** Opening Provided entries block **

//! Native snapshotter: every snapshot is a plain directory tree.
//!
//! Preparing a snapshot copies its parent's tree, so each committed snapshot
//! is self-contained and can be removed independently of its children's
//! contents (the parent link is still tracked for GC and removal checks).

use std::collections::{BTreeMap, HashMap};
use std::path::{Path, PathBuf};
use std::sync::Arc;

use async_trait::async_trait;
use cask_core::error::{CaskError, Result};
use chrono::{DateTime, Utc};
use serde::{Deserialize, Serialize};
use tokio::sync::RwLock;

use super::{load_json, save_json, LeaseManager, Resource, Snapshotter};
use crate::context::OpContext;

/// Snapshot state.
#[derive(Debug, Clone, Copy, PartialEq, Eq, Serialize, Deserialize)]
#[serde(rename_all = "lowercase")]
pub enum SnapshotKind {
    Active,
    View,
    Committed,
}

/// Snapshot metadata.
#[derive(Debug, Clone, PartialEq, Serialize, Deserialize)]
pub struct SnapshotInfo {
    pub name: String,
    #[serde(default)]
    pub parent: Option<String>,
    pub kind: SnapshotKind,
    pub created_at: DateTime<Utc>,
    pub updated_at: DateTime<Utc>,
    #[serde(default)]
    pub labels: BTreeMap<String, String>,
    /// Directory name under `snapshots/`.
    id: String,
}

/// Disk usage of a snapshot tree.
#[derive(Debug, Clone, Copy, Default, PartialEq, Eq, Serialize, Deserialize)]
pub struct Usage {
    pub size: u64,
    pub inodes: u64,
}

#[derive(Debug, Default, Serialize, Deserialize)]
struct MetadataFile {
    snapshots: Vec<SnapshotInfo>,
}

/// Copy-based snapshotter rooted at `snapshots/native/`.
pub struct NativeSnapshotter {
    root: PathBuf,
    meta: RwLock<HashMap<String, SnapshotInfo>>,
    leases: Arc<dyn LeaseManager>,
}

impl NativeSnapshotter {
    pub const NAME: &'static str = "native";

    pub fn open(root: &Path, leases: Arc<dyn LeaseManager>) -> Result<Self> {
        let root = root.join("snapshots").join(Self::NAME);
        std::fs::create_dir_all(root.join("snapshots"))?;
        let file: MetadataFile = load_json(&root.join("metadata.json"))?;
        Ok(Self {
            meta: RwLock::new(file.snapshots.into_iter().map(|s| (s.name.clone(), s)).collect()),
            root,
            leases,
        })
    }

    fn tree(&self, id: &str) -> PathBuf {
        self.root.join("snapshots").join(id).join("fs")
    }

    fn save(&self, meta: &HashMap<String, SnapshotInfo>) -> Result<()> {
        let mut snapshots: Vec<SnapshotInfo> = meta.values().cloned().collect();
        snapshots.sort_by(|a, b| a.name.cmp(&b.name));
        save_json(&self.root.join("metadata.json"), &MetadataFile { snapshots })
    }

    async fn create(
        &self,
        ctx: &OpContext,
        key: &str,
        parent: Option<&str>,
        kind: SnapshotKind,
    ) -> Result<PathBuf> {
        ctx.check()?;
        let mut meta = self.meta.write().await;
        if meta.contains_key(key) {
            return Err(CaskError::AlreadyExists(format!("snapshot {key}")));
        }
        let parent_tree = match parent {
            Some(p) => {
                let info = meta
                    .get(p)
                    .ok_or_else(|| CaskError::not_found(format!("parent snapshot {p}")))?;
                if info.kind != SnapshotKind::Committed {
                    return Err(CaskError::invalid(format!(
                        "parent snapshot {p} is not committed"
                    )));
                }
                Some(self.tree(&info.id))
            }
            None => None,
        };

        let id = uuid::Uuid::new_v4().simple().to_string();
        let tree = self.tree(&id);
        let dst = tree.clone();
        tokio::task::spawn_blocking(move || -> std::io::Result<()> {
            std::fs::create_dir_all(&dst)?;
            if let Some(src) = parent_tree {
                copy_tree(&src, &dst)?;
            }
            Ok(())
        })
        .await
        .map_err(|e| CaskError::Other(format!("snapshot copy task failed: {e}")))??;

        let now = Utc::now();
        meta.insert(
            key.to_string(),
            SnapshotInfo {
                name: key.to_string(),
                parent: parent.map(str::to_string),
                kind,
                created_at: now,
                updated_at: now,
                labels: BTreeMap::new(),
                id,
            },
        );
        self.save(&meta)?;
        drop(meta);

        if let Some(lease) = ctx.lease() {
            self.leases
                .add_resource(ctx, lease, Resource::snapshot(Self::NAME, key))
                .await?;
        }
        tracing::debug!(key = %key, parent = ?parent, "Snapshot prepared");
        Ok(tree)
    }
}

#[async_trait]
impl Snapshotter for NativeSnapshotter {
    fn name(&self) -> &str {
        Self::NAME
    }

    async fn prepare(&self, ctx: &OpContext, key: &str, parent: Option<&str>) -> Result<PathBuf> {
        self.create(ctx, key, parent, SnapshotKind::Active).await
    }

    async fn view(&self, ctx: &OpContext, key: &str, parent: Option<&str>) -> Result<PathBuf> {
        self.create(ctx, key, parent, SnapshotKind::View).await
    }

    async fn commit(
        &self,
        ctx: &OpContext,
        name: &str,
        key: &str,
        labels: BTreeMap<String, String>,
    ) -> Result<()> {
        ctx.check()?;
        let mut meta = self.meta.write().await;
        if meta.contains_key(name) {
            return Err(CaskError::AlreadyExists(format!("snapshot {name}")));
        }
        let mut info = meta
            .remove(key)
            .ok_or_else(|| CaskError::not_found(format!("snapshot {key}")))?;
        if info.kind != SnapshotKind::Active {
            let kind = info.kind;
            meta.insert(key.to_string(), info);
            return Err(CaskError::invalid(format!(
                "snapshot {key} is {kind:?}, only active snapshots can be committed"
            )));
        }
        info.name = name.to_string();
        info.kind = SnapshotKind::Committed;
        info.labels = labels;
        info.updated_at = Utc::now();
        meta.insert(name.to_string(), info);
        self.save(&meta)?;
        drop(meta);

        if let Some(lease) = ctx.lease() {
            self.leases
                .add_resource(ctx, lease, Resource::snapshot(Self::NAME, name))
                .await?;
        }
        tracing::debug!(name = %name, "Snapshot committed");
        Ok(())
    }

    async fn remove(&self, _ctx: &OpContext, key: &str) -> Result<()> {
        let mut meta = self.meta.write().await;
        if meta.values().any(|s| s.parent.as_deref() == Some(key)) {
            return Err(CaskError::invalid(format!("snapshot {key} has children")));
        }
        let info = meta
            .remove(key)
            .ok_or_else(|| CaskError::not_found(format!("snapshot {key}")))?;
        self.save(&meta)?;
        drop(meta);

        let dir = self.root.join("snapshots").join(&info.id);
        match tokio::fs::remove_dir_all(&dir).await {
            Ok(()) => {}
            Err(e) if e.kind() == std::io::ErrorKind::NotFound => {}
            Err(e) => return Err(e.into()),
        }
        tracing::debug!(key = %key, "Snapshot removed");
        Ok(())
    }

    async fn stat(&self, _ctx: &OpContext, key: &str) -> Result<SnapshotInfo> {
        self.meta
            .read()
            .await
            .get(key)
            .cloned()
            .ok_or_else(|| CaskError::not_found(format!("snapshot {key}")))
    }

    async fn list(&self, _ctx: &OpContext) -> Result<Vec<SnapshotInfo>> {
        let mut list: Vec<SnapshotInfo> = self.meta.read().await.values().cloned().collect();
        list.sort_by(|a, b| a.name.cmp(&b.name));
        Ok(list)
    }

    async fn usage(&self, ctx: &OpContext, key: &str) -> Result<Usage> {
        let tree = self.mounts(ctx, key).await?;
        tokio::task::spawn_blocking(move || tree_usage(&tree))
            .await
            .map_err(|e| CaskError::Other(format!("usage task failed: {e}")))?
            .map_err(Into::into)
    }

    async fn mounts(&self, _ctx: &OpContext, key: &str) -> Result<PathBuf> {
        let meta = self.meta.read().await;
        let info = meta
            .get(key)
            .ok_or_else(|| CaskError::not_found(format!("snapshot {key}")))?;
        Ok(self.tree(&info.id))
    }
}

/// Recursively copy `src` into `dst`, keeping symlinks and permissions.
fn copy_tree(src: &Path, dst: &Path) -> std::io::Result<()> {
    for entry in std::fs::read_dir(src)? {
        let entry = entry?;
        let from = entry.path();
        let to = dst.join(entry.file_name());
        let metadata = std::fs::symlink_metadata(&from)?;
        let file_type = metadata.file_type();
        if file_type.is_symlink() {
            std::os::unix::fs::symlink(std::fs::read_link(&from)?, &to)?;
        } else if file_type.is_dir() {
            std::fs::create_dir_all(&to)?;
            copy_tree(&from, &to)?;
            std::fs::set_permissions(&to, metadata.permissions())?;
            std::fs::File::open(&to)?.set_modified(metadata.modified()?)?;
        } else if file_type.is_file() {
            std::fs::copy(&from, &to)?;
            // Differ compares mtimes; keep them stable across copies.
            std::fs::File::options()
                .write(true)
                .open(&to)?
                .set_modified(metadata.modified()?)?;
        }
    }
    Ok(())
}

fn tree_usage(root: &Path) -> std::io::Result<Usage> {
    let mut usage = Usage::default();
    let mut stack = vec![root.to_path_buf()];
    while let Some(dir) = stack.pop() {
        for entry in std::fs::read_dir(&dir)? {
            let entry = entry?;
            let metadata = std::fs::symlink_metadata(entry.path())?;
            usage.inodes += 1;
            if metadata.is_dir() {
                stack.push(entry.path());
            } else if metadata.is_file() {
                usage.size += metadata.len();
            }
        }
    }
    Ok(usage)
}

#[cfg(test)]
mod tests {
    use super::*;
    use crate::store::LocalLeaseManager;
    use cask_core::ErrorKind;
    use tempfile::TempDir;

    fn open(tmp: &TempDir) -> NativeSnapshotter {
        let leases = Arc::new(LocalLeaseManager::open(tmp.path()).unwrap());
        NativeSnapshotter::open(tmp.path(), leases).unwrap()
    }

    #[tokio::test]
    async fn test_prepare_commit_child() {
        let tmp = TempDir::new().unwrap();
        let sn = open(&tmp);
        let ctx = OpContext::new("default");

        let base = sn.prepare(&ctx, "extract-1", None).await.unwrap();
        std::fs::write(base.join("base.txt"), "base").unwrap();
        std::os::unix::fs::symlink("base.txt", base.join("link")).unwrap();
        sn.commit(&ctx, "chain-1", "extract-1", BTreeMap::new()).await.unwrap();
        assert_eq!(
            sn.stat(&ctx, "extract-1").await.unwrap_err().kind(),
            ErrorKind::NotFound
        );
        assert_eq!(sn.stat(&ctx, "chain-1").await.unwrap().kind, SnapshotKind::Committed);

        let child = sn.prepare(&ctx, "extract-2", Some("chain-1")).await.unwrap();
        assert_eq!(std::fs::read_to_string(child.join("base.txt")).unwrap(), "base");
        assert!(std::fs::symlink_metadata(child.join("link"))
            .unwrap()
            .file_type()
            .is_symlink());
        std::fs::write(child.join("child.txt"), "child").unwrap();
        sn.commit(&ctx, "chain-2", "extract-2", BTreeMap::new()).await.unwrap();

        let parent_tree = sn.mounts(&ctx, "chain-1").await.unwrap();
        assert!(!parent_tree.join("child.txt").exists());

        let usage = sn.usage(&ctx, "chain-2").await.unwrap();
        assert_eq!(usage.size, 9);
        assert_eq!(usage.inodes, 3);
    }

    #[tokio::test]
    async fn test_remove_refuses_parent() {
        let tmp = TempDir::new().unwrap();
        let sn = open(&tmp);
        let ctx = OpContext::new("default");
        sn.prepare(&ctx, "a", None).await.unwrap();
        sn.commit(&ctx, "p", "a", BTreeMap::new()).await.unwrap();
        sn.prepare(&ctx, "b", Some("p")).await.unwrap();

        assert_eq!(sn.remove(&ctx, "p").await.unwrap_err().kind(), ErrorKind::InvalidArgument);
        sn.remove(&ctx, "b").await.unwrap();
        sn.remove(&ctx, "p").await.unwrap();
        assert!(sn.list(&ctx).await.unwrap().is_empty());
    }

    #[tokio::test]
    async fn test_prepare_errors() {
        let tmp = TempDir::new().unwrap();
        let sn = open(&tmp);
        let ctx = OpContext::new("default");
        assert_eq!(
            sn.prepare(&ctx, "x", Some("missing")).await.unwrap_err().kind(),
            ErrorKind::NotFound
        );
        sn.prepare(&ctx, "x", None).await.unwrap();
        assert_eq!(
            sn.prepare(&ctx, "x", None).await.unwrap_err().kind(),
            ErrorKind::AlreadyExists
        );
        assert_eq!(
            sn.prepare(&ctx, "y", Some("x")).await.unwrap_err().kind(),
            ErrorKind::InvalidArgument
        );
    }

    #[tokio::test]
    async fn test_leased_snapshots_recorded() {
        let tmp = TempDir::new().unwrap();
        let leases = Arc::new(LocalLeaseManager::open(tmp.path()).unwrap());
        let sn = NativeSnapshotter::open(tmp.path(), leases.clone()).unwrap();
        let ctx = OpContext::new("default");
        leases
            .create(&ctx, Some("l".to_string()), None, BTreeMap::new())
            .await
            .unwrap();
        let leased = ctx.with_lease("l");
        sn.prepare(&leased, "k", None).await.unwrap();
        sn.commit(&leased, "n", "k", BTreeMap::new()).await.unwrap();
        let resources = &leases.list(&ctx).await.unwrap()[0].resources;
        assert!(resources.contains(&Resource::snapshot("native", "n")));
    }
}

** Closing Provided entries block **

▸ Assignment: Go through the listing above and locate each line that holds the word "entry". Copy those lines.

▸ Result of the exercise:
    for entry in std::fs::read_dir(src)? {
        let entry = entry?;
        let from = entry.path();
        let to = dst.join(entry.file_name());
        for entry in std::fs::read_dir(&dir)? {
            let entry = entry?;
            let metadata = std::fs::symlink_metadata(entry.path())?;
                stack.push(entry.path());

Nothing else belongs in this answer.